Objects made of old wood (think shipwrecks, coffins, and even ship burials) are prone to disintegration when they are removed from water or soil after millennia and exposed to sunlight and air.
To prevent that from happening to the find, the excavated objects were immediately put in bags filled with groundwater, and the coffin was put in cold storage for a year. Afterwards, the coffin was moved to the York Archaeological Trust, where conservators have been working on it and the associated artefacts, including an axe.
“The man buried at Tetney lived in a very different world to ours but like ours, it was a changing environment, rising sea levels and coastal flooding ultimately covered his grave and burial mound in a deep layer of silt that aided its preservation,” said Tim Allen, a Sheffield-based archaeologist for Historic England, in a York Archaeological Trust press release.
An interesting component of the work was the environmental analysis of the plant bedding.

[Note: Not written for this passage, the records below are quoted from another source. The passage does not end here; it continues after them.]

//! Repository for the `listings` table.

use sqlx::PgPool;
use propgo_core::search::ListingQuery;
use propgo_core::types::DbId;

use crate::models::listing::{Listing, ListingFields};

/// Column list shared across queries to avoid repetition.
const COLUMNS: &str = "id, owner_id, type_of_property, authority, listing_for, category, \
                        title, description, address, society, area_locality, city, district, \
                        state, pincode, latitude, longitude, area, area_unit, area_sqft, \
                        pricing_mode, price_per_unit, total_price, computed_total, \
                        price_per_sqft, floor, number_of_floors, rooms, bathrooms, balconies, \
                        year_of_construction, amenities, photos, documents, verified, \
                        created_at, updated_at";

/// Writable columns, in bind order `$1..$32` after any leading parameters.
const FIELD_COLUMNS: &str = "type_of_property, authority, listing_for, category, title, \
                              description, address, society, area_locality, city, district, \
                              state, pincode, latitude, longitude, area, area_unit, area_sqft, \
                              pricing_mode, price_per_unit, total_price, computed_total, \
                              price_per_sqft, floor, number_of_floors, rooms, bathrooms, \
                              balconies, year_of_construction, amenities, photos, documents";

/// Shared `WHERE` clause for browse queries. Every filter is optional.
///
/// A price bound matches when either the per-unit or the total price falls
/// inside it.
const FILTER_WHERE: &str = "\
    WHERE ($1::TEXT IS NULL OR city ILIKE $1) \
      AND ($2::TEXT IS NULL OR type_of_property = $2) \
      AND ($3::TEXT IS NULL OR listing_for = $3) \
      AND ($4::BOOL IS NULL OR verified = $4) \
      AND (($5::FLOAT8 IS NULL AND $6::FLOAT8 IS NULL) \
           OR price_per_unit BETWEEN COALESCE($5, '-Infinity'::FLOAT8) AND COALESCE($6, 'Infinity'::FLOAT8) \
           OR total_price BETWEEN COALESCE($5, '-Infinity'::FLOAT8) AND COALESCE($6, 'Infinity'::FLOAT8)) \
      AND ($7::FLOAT8 IS NULL OR area_sqft >= $7) \
      AND ($8::FLOAT8 IS NULL OR area_sqft <= $8) \
      AND ($9::FLOAT8 IS NULL OR price_per_sqft >= $9) \
      AND ($10::FLOAT8 IS NULL OR price_per_sqft <= $10) \
      AND ($11::INT IS NULL OR rooms >= $11) \
      AND ($12::INT IS NULL OR rooms <= $12) \
      AND ($13::INT IS NULL OR bathrooms >= $13) \
      AND ($14::INT IS NULL OR bathrooms <= $14) \
      AND ($15::INT IS NULL OR balconies >= $15) \
      AND ($16::INT IS NULL OR balconies <= $16) \
      AND ($17::INT IS NULL OR year_of_construction >= $17) \
      AND ($18::INT IS NULL OR year_of_construction <= $18)";

/// Resolved bind values for [`FILTER_WHERE`].
#[derive(Debug, Clone, Default, PartialEq)]
pub struct ListingFilter {
    /// `ILIKE` pattern, already wrapped in `%` with wildcards escaped.
    pub city_pattern: Option<String>,
    pub type_of_property: Option<String>,
    pub listing_for: Option<String>,
    pub verified: Option<bool>,
    pub min_price: Option<f64>,
    pub max_price: Option<f64>,
    pub min_area_sqft: Option<f64>,
    pub max_area_sqft: Option<f64>,
    pub min_price_per_sqft: Option<f64>,
    pub max_price_per_sqft: Option<f64>,
    pub rooms: (Option<i32>, Option<i32>),
    pub bathrooms: (Option<i32>, Option<i32>),
    pub balconies: (Option<i32>, Option<i32>),
    pub year: (Option<i32>, Option<i32>),
}

impl From<&ListingQuery> for ListingFilter {
    fn from(q: &ListingQuery) -> Self {
        let price = q.price_range();
        let area = q.area_range_sqft();
        let unit_price = q.unit_price_range_sqft();
        Self {
            city_pattern: q.city().map(contains_pattern),
            type_of_property: q.type_of_property.map(|t| t.as_str().to_string()),
            listing_for: q.listing_for.map(|l| l.as_str().to_string()),
            verified: q.verified,
            min_price: price.min,
            max_price: price.max,
            min_area_sqft: area.min,
            max_area_sqft: area.max,
            min_price_per_sqft: unit_price.min,
            max_price_per_sqft: unit_price.max,
            rooms: q.rooms_range(),
            bathrooms: q.bathrooms_range(),
            balconies: q.balconies_range(),
            year: q.year_range(),
        }
    }
}

/// `%needle%` with `ILIKE` wildcards in the needle escaped.
fn contains_pattern(needle: &str) -> String {
    let escaped = needle
        .replace('\\', "\\\\")
        .replace('%', "\\%")
        .replace('_', "\\_");
    format!("%{escaped}%")
}

/// Bind the [`FILTER_WHERE`] parameters `$1..$18` in order.
macro_rules! bind_filter {
    ($query:expr, $f:expr) => {
        $query
            .bind(&$f.city_pattern)
            .bind(&$f.type_of_property)
            .bind(&$f.listing_for)
            .bind($f.verified)
            .bind($f.min_price)
            .bind($f.max_price)
            .bind($f.min_area_sqft)
            .bind($f.max_area_sqft)
            .bind($f.min_price_per_sqft)
            .bind($f.max_price_per_sqft)
            .bind($f.rooms.0)
            .bind($f.rooms.1)
            .bind($f.bathrooms.0)
            .bind($f.bathrooms.1)
            .bind($f.balconies.0)
            .bind($f.balconies.1)
            .bind($f.year.0)
            .bind($f.year.1)
    };
}

/// Bind the 32 [`FIELD_COLUMNS`] values in order.
macro_rules! bind_fields {
    ($query:expr, $f:expr) => {
        $query
            .bind(&$f.type_of_property)
            .bind(&$f.authority)
            .bind(&$f.listing_for)
            .bind(&$f.category)
            .bind(&$f.title)
            .bind(&$f.description)
            .bind(&$f.address)
            .bind(&$f.society)
            .bind(&$f.area_locality)
            .bind(&$f.city)
            .bind(&$f.district)
            .bind(&$f.state)
            .bind(&$f.pincode)
            .bind($f.latitude)
            .bind($f.longitude)
            .bind($f.area)
            .bind(&$f.area_unit)
            .bind($f.area_sqft)
            .bind(&$f.pricing_mode)
            .bind($f.price_per_unit)
            .bind($f.total_price)
            .bind($f.computed_total)
            .bind($f.price_per_sqft)
            .bind($f.floor)
            .bind($f.number_of_floors)
            .bind($f.rooms)
            .bind($f.bathrooms)
            .bind($f.balconies)
            .bind($f.year_of_construction)
            .bind(&$f.amenities)
            .bind(&$f.photos)
            .bind(&$f.documents)
    };
}

/// `$start, $start+1, ..., $start+n-1`.
fn placeholders(start: usize, n: usize) -> String {
    (start..start + n)
        .map(|i| format!("${i}"))
        .collect::<Vec<_>>()
        .join(", ")
}

const FIELD_COUNT: usize = 32;

/// Provides CRUD and browse operations for listings.
pub struct ListingRepo;

impl ListingRepo {
    /// Insert a listing owned by `owner_id`, returning the created row.
    pub async fn create(
        pool: &PgPool,
        owner_id: DbId,
        fields: &ListingFields,
    ) -> Result<Listing, sqlx::Error> {
        let query = format!(
            "INSERT INTO listings (owner_id, {FIELD_COLUMNS})
             VALUES ($1, {})
             RETURNING {COLUMNS}",
            placeholders(2, FIELD_COUNT)
        );
        let q = sqlx::query_as::<_, Listing>(&query).bind(owner_id);
        bind_fields!(q, fields).fetch_one(pool).await
    }

    /// Find a listing by ID.
    pub async fn find_by_id(pool: &PgPool, id: DbId) -> Result<Option<Listing>, sqlx::Error> {
        let query = format!("SELECT {COLUMNS} FROM listings WHERE id = $1");
        sqlx::query_as::<_, Listing>(&query)
            .bind(id)
            .fetch_optional(pool)
            .await
    }

    /// One page of listings matching `filter`, newest first, plus the total
    /// number of matches.
    pub async fn list(
        pool: &PgPool,
        filter: &ListingFilter,
        limit: i64,
        offset: i64,
    ) -> Result<(Vec<Listing>, i64), sqlx::Error> {
        let query = format!(
            "SELECT {COLUMNS} FROM listings {FILTER_WHERE}
             ORDER BY created_at DESC, id DESC
             LIMIT $19 OFFSET $20"
        );
        let q = sqlx::query_as::<_, Listing>(&query);
        let rows = bind_filter!(q, filter)
            .bind(limit)
            .bind(offset)
            .fetch_all(pool)
            .await?;

        let count_query = format!("SELECT COUNT(*) FROM listings {FILTER_WHERE}");
        let q = sqlx::query_scalar::<_, i64>(&count_query);
        let total = bind_filter!(q, filter).fetch_one(pool).await?;

        Ok((rows, total))
    }

    /// All listings owned by a user, newest first.
    pub async fn list_by_owner(pool: &PgPool, owner_id: DbId) -> Result<Vec<Listing>, sqlx::Error> {
        let query = format!(
            "SELECT {COLUMNS} FROM listings
             WHERE owner_id = $1
             ORDER BY created_at DESC, id DESC"
        );
        sqlx::query_as::<_, Listing>(&query)
            .bind(owner_id)
            .fetch_all(pool)
            .await
    }

    /// Replace every writable column of a listing.
    ///
    /// Returns `None` if no row with the given `id` exists.
    pub async fn update(
        pool: &PgPool,
        id: DbId,
        fields: &ListingFields,
    ) -> Result<Option<Listing>, sqlx::Error> {
        let assignments = FIELD_COLUMNS
            .split(',')
            .map(str::trim)
            .enumerate()
            .map(|(i, col)| format!("{col} = ${}", i + 2))
            .collect::<Vec<_>>()
            .join(", ");
        let query = format!(
            "UPDATE listings SET {assignments}, updated_at = NOW()
             WHERE id = $1
             RETURNING {COLUMNS}"
        );
        let q = sqlx::query_as::<_, Listing>(&query).bind(id);
        bind_fields!(q, fields).fetch_optional(pool).await
    }

    /// Set the admin verification flag. Returns `None` if the listing is missing.
    pub async fn set_verified(
        pool: &PgPool,
        id: DbId,
        verified: bool,
    ) -> Result<Option<Listing>, sqlx::Error> {
        let query = format!(
            "UPDATE listings SET verified = $2, updated_at = NOW()
             WHERE id = $1
             RETURNING {COLUMNS}"
        );
        sqlx::query_as::<_, Listing>(&query)
            .bind(id)
            .bind(verified)
            .fetch_optional(pool)
            .await
    }

    /// Delete a listing. Returns `true` if a row was removed.
    pub async fn delete(pool: &PgPool, id: DbId) -> Result<bool, sqlx::Error> {
        let result = sqlx::query("DELETE FROM listings WHERE id = $1")
            .bind(id)
            .execute(pool)
            .await?;
        Ok(result.rows_affected() > 0)
    }
}

#[cfg(test)]
mod tests {
    use super::*;
    use propgo_core::search::{CountBucket, RoomsBucket};
    use propgo_core::units::AreaUnit;

    #[test]
    fn field_columns_match_bind_count() {
        assert_eq!(FIELD_COLUMNS.split(',').count(), FIELD_COUNT);
    }

    #[test]
    fn placeholders_are_sequential() {
        assert_eq!(placeholders(2, 3), "$2, $3, $4");
    }

    #[test]
    fn city_pattern_escapes_wildcards() {
        assert_eq!(contains_pattern("Noi"), "%Noi%");
        assert_eq!(contains_pattern("50%_off"), "%50\\%\\_off%");
    }

    #[test]
    fn filter_resolves_query_units_and_buckets() {
        let q = ListingQuery {
            city: Some(" pune ".into()),
            min_area: Some(100.0),
            area_unit: Some(AreaUnit::SqYards),
            rooms_bucket: Some(RoomsBucket::FourPlus),
            balconies_bucket: Some(CountBucket { count: 1, or_more: false }),
            ..Default::default()
        };
        let f = ListingFilter::from(&q);
        assert_eq!(f.city_pattern.as_deref(), Some("%pune%"));
        assert_eq!(f.min_area_sqft, Some(900.0));
        assert_eq!(f.max_area_sqft, None);
        assert_eq!(f.rooms, (Some(4), None));
        assert_eq!(f.balconies, (Some(1), Some(1)));
        assert_eq!(f.year, (None, None));
    }
}
//! The PropGo HTTP application: routes plus the middleware stack.
//!
//! The binary and the integration tests both call [`build_app_router`], so
//! tests exercise the exact stack that serves traffic.

use std::time::Duration;

use axum::extract::Request;
use axum::http::header::{AUTHORIZATION, CONTENT_TYPE};
use axum::http::{HeaderName, Method, StatusCode, Uri};
use axum::response::{IntoResponse, Response};
use axum::{Json, Router};
use serde_json::json;
use tower::ServiceBuilder;
use tower_http::catch_panic::CatchPanicLayer;
use tower_http::compression::CompressionLayer;
use tower_http::cors::CorsLayer;
use tower_http::limit::RequestBodyLimitLayer;
use tower_http::map_response_body::MapResponseBodyLayer;
use tower_http::request_id::{MakeRequestUuid, PropagateRequestIdLayer, SetRequestIdLayer};
use tower_http::sensitive_headers::SetSensitiveRequestHeadersLayer;
use tower_http::timeout::TimeoutLayer;
use tower_http::trace::{DefaultOnResponse, TraceLayer};
use tracing::Level;

use crate::config::ServerConfig;
use crate::routes;
use crate::state::AppState;

pub const REQUEST_ID_HEADER: &str = "x-request-id";

/// Listing forms carry photo and document URLs, never file bytes.
pub const MAX_BODY_BYTES: usize = 256 * 1024;

/// Routes under `/api` and `/health`, wrapped outermost-first in:
///
/// 1. `Authorization` redaction in logs
/// 2. request id assignment (`x-request-id`, UUID v4 unless the client sent one)
/// 3. a tracing span per request, tagged with the request id
/// 4. request id echo on the response
/// 5. CORS
/// 6. panic recovery (500)
/// 7. request timeout (408)
/// 8. gzip response compression
/// 9. request body size limit (413)
pub fn build_app_router(state: AppState, config: &ServerConfig) -> Router {
    let request_id = HeaderName::from_static(REQUEST_ID_HEADER);
    let middleware = ServiceBuilder::new()
        .layer(SetSensitiveRequestHeadersLayer::new([AUTHORIZATION]))
        .layer(SetRequestIdLayer::new(request_id.clone(), MakeRequestUuid))
        .layer(
            TraceLayer::new_for_http()
                .make_span_with(request_span)
                .on_response(DefaultOnResponse::new().level(Level::INFO)),
        )
        .layer(PropagateRequestIdLayer::new(request_id))
        .layer(build_cors_layer(config))
        .layer(CatchPanicLayer::new())
        .layer(TimeoutLayer::with_status_code(
            StatusCode::REQUEST_TIMEOUT,
            Duration::from_secs(config.request_timeout_secs),
        ))
        // `TimeoutLayer` needs a `Default` response body; erase to `axum::body::Body`.
        .layer(MapResponseBodyLayer::new(axum::body::Body::new))
        .layer(CompressionLayer::new())
        .layer(RequestBodyLimitLayer::new(MAX_BODY_BYTES));

    Router::new()
        .merge(routes::health::router())
        .nest("/api", routes::api_routes())
        .fallback(unknown_route)
        .layer(middleware)
        .with_state(state)
}

fn request_span(request: &Request) -> tracing::Span {
    let request_id = request
        .headers()
        .get(REQUEST_ID_HEADER)
        .and_then(|v| v.to_str().ok())
        .unwrap_or("-");
    tracing::info_span!(
        "request",
        method = %request.method(),
        uri = %request.uri(),
        request_id,
    )
}

/// 404 in the same JSON shape as every other API error.
async fn unknown_route(uri: Uri) -> Response {
    let body = json!({
        "error": format!("No route for {}", uri.path()),
        "code": "NOT_FOUND",
    });
    (StatusCode::NOT_FOUND, Json(body)).into_response()
}

/// CORS for the configured app origins, with credentials.
///
/// Panics at startup if a configured origin is not a valid header value.
pub fn build_cors_layer(config: &ServerConfig) -> CorsLayer {
    let origins: Vec<_> = config
        .cors_origins
        .iter()
        .map(|o| {
            o.parse()
                .unwrap_or_else(|e| panic!("Invalid CORS origin '{o}': {e}"))
        })
        .collect();

    CorsLayer::new()
        .allow_origin(origins)
        .allow_methods([
            Method::GET,
            Method::POST,
            Method::PUT,
            Method::PATCH,
            Method::DELETE,
        ])
        .allow_headers([CONTENT_TYPE, AUTHORIZATION])
        .expose_headers([HeaderName::from_static(REQUEST_ID_HEADER)])
        .allow_credentials(true)
        .max_age(Duration::from_secs(3600))
}
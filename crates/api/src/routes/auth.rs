//! Route definitions for the `/auth` resource.

use axum::routing::post;
use axum::Router;

use crate::handlers::auth;
use crate::state::AppState;

/// Routes mounted at `/auth`.
///
/// ```text
/// POST /signup   -> signup
/// POST /login    -> login
/// POST /refresh  -> refresh
/// POST /logout   -> logout
/// ```
pub fn router() -> Router<AppState> {
    Router::new()
        .route("/signup", post(auth::signup))
        .route("/login", post(auth::login))
        .route("/refresh", post(auth::refresh))
        .route("/logout", post(auth::logout))
}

Hugh Willmott, an archaeologist at the University of Sheffield who participated in the excavations, said on Twitter that moss, yew or juniper, hazelnuts, and leaf buds were found in the coffin.
The types of floral remains indicated that the burial likely took place toward the end of spring some four millennia ago when a few woolly mammoths still survived. Willmott said in an email to Gizmodo that the hazelnuts may have been a food offering, while the moss could have been a sort of bed for the deceased.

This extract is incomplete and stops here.